REQUIRED ACTION =>
What you write should be an exact copy of the material, from its first line through the line containing "use std::str::FromStr;".

=== STUDY MATERIAL ===

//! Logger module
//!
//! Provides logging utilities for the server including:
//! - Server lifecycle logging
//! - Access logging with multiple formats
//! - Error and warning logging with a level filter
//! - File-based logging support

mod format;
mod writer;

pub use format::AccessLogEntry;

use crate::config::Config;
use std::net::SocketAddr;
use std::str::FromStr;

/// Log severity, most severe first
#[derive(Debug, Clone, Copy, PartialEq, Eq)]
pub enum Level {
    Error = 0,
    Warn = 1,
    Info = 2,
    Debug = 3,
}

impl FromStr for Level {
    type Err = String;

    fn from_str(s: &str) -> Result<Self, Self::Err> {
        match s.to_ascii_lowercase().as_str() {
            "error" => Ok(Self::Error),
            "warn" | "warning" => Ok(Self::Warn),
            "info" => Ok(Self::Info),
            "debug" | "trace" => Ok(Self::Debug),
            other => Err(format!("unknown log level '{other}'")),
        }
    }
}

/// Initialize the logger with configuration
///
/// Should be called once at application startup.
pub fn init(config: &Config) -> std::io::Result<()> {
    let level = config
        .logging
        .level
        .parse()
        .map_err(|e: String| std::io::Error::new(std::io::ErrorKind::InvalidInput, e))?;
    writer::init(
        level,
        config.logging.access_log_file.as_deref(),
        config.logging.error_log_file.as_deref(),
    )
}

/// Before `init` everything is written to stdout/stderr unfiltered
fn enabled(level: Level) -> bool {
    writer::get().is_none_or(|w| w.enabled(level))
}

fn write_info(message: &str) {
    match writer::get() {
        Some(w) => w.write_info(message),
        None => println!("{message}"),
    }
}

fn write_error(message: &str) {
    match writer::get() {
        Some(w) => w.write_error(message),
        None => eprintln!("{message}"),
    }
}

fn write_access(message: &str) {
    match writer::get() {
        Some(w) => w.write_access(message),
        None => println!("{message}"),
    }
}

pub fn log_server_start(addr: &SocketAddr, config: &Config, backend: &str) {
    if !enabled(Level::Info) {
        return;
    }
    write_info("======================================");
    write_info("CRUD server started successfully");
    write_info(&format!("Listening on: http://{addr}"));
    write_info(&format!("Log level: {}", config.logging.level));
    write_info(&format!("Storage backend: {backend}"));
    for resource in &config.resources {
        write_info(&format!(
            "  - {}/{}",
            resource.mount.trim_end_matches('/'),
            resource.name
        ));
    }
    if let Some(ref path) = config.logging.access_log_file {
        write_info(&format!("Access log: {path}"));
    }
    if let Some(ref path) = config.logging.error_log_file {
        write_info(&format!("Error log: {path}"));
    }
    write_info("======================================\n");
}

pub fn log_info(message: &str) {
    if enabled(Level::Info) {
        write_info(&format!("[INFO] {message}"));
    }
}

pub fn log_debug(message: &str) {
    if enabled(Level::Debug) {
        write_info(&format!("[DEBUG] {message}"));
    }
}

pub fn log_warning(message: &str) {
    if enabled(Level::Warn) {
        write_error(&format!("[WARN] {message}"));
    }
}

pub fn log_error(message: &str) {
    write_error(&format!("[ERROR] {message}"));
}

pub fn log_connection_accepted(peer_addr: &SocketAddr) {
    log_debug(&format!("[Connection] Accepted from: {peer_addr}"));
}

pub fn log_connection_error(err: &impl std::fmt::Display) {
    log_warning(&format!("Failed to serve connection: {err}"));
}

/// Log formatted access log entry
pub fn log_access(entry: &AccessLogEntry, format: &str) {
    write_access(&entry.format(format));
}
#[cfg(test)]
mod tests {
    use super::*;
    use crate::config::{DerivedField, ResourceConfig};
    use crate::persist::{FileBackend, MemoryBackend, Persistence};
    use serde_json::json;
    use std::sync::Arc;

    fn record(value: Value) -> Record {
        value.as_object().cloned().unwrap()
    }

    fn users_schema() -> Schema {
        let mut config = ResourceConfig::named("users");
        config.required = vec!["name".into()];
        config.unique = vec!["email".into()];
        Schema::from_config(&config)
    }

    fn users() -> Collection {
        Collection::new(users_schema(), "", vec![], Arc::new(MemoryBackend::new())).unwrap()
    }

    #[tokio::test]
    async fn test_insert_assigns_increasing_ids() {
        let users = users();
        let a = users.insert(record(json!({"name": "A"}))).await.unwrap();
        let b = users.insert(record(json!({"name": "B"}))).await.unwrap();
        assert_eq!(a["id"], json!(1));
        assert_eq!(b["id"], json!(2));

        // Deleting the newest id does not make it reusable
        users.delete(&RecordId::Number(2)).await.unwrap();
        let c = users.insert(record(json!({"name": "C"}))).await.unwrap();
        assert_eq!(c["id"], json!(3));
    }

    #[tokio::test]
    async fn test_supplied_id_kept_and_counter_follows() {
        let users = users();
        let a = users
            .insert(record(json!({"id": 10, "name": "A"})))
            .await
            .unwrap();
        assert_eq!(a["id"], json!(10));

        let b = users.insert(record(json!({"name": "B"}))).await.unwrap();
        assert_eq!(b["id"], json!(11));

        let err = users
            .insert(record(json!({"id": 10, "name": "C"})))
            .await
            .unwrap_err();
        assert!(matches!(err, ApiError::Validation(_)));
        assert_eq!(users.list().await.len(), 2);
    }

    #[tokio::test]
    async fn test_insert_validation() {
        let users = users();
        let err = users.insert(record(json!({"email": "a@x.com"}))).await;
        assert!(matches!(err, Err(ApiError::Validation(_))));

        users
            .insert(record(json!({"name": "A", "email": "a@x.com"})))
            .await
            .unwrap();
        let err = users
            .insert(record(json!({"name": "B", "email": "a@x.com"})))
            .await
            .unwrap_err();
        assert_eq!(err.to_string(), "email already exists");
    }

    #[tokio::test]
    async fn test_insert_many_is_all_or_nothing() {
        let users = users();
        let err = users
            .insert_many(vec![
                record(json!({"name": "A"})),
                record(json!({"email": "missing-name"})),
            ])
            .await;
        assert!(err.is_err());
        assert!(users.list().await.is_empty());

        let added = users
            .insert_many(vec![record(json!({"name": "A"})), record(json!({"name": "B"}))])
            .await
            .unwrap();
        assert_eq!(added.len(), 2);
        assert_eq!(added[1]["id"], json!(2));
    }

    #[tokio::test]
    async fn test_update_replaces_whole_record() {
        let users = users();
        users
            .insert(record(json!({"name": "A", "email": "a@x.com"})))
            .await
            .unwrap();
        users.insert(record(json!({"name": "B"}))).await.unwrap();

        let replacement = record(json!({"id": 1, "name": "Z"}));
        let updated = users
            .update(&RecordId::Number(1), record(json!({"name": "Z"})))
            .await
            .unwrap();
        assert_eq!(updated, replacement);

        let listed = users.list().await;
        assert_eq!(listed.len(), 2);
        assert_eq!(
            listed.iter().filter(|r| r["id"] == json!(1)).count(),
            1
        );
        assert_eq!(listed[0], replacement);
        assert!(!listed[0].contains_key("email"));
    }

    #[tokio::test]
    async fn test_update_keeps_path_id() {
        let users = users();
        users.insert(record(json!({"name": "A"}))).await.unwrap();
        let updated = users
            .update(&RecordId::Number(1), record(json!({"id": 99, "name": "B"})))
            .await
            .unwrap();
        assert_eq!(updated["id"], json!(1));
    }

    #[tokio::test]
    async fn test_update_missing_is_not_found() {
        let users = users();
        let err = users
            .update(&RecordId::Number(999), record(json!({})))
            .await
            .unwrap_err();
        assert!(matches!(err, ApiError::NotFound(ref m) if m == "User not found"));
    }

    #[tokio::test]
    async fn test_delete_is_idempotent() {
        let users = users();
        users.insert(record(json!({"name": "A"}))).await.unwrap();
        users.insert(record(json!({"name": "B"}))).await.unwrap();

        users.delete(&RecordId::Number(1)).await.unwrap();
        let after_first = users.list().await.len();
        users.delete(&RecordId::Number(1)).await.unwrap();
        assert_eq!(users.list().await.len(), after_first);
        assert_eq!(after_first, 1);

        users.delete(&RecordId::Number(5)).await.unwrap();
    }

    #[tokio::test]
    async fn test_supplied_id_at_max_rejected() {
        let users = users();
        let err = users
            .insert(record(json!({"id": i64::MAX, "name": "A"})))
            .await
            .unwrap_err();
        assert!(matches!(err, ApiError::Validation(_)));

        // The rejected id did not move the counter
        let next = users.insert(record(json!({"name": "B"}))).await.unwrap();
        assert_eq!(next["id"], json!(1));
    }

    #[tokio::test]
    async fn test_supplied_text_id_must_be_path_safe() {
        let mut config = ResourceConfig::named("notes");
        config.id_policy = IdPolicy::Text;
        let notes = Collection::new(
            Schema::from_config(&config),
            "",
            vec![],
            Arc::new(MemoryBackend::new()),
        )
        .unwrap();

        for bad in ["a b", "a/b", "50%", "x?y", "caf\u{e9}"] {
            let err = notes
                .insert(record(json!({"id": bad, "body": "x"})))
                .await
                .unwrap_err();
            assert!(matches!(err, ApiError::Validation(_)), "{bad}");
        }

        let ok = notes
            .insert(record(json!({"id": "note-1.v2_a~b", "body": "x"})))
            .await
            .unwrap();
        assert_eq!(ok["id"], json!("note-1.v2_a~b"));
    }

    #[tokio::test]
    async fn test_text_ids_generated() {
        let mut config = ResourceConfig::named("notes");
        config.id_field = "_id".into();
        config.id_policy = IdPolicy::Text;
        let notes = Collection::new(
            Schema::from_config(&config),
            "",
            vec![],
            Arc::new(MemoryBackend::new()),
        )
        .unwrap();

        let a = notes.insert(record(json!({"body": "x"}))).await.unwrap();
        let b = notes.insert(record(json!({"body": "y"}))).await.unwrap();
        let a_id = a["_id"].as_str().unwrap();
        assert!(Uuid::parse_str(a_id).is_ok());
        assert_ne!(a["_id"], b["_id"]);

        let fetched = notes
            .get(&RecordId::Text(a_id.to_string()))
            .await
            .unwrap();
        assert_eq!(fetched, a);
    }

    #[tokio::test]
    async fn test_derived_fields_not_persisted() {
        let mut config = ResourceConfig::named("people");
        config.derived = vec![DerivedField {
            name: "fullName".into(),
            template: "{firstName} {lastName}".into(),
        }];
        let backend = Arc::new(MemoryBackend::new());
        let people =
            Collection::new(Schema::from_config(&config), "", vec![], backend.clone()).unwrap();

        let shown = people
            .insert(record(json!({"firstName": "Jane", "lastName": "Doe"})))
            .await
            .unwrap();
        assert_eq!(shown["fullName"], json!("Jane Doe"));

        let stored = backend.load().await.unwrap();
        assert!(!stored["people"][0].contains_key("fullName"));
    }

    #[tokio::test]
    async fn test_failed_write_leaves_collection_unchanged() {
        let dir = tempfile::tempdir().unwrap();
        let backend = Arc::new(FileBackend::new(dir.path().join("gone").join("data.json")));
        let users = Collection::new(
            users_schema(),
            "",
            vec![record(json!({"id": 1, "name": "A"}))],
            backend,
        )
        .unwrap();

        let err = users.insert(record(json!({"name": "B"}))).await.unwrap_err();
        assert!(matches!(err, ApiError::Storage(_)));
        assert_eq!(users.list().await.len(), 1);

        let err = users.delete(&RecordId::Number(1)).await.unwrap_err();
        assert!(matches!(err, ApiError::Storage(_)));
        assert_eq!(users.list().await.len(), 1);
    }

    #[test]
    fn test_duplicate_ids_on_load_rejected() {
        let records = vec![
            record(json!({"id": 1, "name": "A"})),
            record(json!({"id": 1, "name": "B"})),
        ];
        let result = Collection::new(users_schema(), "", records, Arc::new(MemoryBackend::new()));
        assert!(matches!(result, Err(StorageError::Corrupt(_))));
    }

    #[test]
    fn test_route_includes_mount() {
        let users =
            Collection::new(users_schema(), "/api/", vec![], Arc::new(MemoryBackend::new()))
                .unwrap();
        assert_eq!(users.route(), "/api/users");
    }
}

===

TASK RESPONSE =>
//! Logger module
//!
//! Provides logging utilities for the server including:
//! - Server lifecycle logging
//! - Access logging with multiple formats
//! - Error and warning logging with a level filter
//! - File-based logging support

mod format;
mod writer;

pub use format::AccessLogEntry;

use crate::config::Config;
use std::net::SocketAddr;
use std::str::FromStr;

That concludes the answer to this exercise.